A natural law of racial ‘decay’ explained the decrease of the Maori as a phenomenon occurring prior to and independently of colonisation; the

colonists in New Zealand were thus not so much displacing the Maori as replacing them. Johannes Andersen succinctly expressed this idea in his 1906 Christchurch Exhibition Ode: ‘Ye were dying ere we came!’ 8 The idea of racial decay was thus quite different from that of displacement by competition between races. Although this idea is often labelled as ‘Social Darwinism’, it was expressed long before Darwin. To give a New Zealand example, Ernest Dieffenbach in 1843, as well as invoking ‘the design of Providence’, also saw the decline of the Maori race in terms of competitive struggle: It may be that it is one of Natures eternal laws that some races of men, like the different kinds of organic beings, plants, and animals, stand in opposition to each other; that is to say, where one race begins to spread and increase, the other, which is perhaps less vigorous and less durable, dies off. 9

From the time Darwins The Origin of Species was published in 1859 ‘the struggle for existence’ and ‘survival of the fittest’ became popular catch-phrases. Darwin avoided discussion of competition between human races in The Origin of Species, but he did include the displacement of New Zealand native plants and animals among his evidence for natural selection or ‘the preservation of favoured races in the struggle for life’. 10 The New Zealand philosophical societies were even more reticent; any discussion of Darwin’s idea of natural selection was avoided or suppressed until the 1890 s, and even then concentrated more on native plants and animals rather than people. For instance, in 1918 E.F. Hawthorne gave a Darwinian explanation of the ‘law’ of displacement of native species:

It is a fact well known to naturalists that animals and plants of the Southern Hemisphere are almost invariably beaten in the struggle for existence when brought into competition with the living productions of the Northern Hemisphere. The latter have been evolved in a harder school than the former, and the southern forms have but a poor chance of survival against their hardier and more vigorous rivals from the north. We in New Zealand have already seen this law in operation: witness the fate of so many of our beautiful native birds.

At the same time, comparisons were often drawn between the displacement and extinction of the native plants and animals, and the native people. In New Zealand the case of the ‘extermination’ of the native rat by European rats became a standard biological analogy for the European colonisation of New Zealand with its expected outcome of dominance by the colonists and extinction of the native people. The comparison was also turned the other way: that just as the Maori people were being displaced by the colonists, and the native rat by the European rat, so would the native birds and other species be displaced by introduced European species. 12 To follow the development of the analogy of the rats, some zoological background and nomenclature is necessary. By the mid nineteenth century there were three species of rat established in New Zealand. The native rat or kiore (Rattus exulans) had been in New Zealand as long as the Maori people

- it probably arrived with them. It was a relatively small species, mainly vegetarian, and was a valued Maori food item. The ship or black rat (Rattus rattus), and the Norway or brown rat (Rattus norvegicus), came with the Europeans, probably beginning when Cook’s rat-infested Endeavour first put a line ashore.
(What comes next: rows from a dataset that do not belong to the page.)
use std::sync::Arc;

use axum::{
    extract::{Request, State},
    middleware::Next,
    response::{IntoResponse, Response},
};

use crate::handlers::AppError;
use crate::AppState;

pub const API_KEY_HEADER: &str = "X-API-Key";

const GUARDED_PREFIXES: &[&str] = &["/api/requests", "/api/health-metrics"];
const EXEMPT_PREFIXES: &[&str] = &["/swagger", "/api-docs", "/health"];

fn is_guarded(path: &str) -> bool {
    !EXEMPT_PREFIXES.iter().any(|p| path.starts_with(p))
        && GUARDED_PREFIXES.iter().any(|p| path.starts_with(p))
}

/// Shared-secret gate in front of the collector API.
pub async fn require_api_key(
    State(state): State<Arc<AppState>>,
    req: Request,
    next: Next,
) -> Response {
    let path = req.uri().path();
    if !is_guarded(path) {
        return next.run(req).await;
    }

    let presented = req
        .headers()
        .get(API_KEY_HEADER)
        .and_then(|v| v.to_str().ok())
        .map(str::trim)
        .filter(|v| !v.is_empty());

    let rejection = match presented {
        None => {
            tracing::warn!(path, "request without API key");
            Some(AppError::Unauthorized("API key is required".into()))
        }
        Some(key) if key != state.api_key => {
            let shown: String = key.chars().take(8).collect();
            tracing::warn!(path, key_prefix = %shown, "request with invalid API key");
            Some(AppError::Forbidden("Invalid API key".into()))
        }
        Some(_) => None,
    };

    match rejection {
        Some(err) => err.into_response(),
        None => next.run(req).await,
    }
}

#[cfg(test)]
mod tests {
    use super::*;

    #[test]
    fn only_collector_api_is_guarded() {
        assert!(is_guarded("/api/requests"));
        assert!(is_guarded("/api/requests/table"));
        assert!(is_guarded("/api/health-metrics/stream"));
        assert!(!is_guarded("/health"));
        assert!(!is_guarded("/api-docs/openapi.json"));
        assert!(!is_guarded("/swagger-ui/index.html"));
        assert!(!is_guarded("/other"));
    }
}
use hdrhistogram::Histogram;

use crate::model::LatencyPercentiles;

/// HdrHistogram range: 1 ms → 1 h, 3 significant figures
const HIST_LOW: u64 = 1;
const HIST_HIGH: u64 = 3_600_000;
const HIST_SIGFIG: u8 = 3;

/// Percentile breakdown over a set of response times (ms).
/// Returns zeroed values when there is nothing to measure.
pub fn from_response_times(times: impl IntoIterator<Item = u64>) -> LatencyPercentiles {
    let Ok(mut hist) = Histogram::<u64>::new_with_bounds(HIST_LOW, HIST_HIGH, HIST_SIGFIG) else {
        return LatencyPercentiles::default();
    };

    // Clamp to ≥ 1 ms; anything beyond the top bucket saturates
    for ms in times {
        hist.saturating_record(ms.max(HIST_LOW));
    }

    if hist.len() == 0 {
        return LatencyPercentiles::default();
    }

    LatencyPercentiles {
        p50: hist.value_at_percentile(50.0),
        p95: hist.value_at_percentile(95.0),
        p99: hist.value_at_percentile(99.0),
    }
}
The European species, especially the Norway rat, was rather larger than the kiore. When Richard Cruise visited northern New Zealand in 1820 he reported that ‘the native rats are so much smaller than the European rat, that a chief expressed a wish for an importation of some from England to improve the breed, and thereby give him a more bountiful meal’. 13

By the 1830 s, however, Maori were expressing more concern about the displacement of the native rat. The introduced rats were taking over, and they were not good to eat. Comparisons between the displacement of the native rat by European rats and the predicted displacement of the Maori people evidently began to be made at this time too. Edward Markham recorded it in 1834 - not as a Maori saying as Buller and others later gave it, but as a Pakeha taunt, telling Maori that they, like the native rats, were bound for extinction. 14 The following year Charles Darwin spent ten days in the Bay of Islands and reported that ‘the common Norway rat has entirely annihilated (in the short space of two years) the New Zealand species’. He also commented on the decline of native races in general, and the Maori race in particular:

There appears to be some mysterious agency generally at work. Wherever the European has trod, death seems to pursue the aboriginal.... The varieties of man seem to act upon each other in the same way as different species of animals - the stronger always extirpating the weaker. It was melancholy in New Zealand to hear the fine energetic natives saying, that they knew the land was doomed to pass from their children.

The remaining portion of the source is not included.